Dataset entries
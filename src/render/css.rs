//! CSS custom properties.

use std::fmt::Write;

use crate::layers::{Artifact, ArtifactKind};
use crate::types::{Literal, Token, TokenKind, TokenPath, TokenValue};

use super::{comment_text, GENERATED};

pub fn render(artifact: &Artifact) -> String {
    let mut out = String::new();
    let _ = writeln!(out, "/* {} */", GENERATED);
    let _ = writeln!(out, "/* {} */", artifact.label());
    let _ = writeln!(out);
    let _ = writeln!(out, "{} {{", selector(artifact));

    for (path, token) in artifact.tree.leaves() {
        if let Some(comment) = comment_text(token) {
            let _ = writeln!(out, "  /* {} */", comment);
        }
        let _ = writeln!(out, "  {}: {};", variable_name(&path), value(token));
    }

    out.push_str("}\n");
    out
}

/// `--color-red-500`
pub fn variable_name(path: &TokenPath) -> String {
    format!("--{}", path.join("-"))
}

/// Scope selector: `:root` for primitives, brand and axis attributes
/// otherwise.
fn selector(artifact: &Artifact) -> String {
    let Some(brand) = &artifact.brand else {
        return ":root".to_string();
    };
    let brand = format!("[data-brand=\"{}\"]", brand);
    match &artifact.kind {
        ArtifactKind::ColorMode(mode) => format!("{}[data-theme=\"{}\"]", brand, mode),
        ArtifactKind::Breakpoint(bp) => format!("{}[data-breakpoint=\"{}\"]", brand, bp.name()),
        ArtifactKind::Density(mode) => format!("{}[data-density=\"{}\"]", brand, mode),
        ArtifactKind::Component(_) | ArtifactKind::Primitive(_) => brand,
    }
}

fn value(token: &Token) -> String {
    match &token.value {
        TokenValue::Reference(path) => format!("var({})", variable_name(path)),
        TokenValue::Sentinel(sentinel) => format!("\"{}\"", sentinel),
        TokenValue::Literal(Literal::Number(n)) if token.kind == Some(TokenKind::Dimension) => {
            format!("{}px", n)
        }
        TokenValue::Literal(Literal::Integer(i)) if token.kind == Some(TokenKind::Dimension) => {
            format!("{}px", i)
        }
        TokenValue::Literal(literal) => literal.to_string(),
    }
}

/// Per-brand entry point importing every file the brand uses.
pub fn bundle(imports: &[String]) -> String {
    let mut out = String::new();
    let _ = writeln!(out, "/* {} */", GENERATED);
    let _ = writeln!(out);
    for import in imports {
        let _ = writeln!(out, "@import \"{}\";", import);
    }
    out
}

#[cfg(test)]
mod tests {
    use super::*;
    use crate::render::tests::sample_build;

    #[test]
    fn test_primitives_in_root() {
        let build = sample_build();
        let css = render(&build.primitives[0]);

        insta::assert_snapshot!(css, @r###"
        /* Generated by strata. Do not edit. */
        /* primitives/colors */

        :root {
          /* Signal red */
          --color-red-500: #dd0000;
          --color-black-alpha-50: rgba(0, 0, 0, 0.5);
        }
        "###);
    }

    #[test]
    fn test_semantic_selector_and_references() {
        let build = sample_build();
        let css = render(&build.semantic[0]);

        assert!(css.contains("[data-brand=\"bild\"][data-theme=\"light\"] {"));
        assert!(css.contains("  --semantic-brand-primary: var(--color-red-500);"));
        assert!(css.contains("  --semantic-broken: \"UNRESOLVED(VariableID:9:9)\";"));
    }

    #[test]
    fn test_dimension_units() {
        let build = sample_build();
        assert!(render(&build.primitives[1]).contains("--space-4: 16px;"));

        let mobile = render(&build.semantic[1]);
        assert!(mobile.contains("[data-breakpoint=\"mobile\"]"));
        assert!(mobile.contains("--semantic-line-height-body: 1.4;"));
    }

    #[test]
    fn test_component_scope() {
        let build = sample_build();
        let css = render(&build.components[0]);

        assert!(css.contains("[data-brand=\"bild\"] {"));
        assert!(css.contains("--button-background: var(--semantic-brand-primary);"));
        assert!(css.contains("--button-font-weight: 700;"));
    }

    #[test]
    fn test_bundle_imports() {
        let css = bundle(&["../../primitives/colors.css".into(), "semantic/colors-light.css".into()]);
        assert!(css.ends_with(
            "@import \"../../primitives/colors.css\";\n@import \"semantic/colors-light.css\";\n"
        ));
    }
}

> [WHAT YOU HAVE TO DO] Which lines above hold the string "bild"? Please copy all of them.

> [TASK RESPONSE]
        assert!(css.contains("[data-brand=\"bild\"][data-theme=\"light\"] {"));
        assert!(css.contains("[data-brand=\"bild\"] {"));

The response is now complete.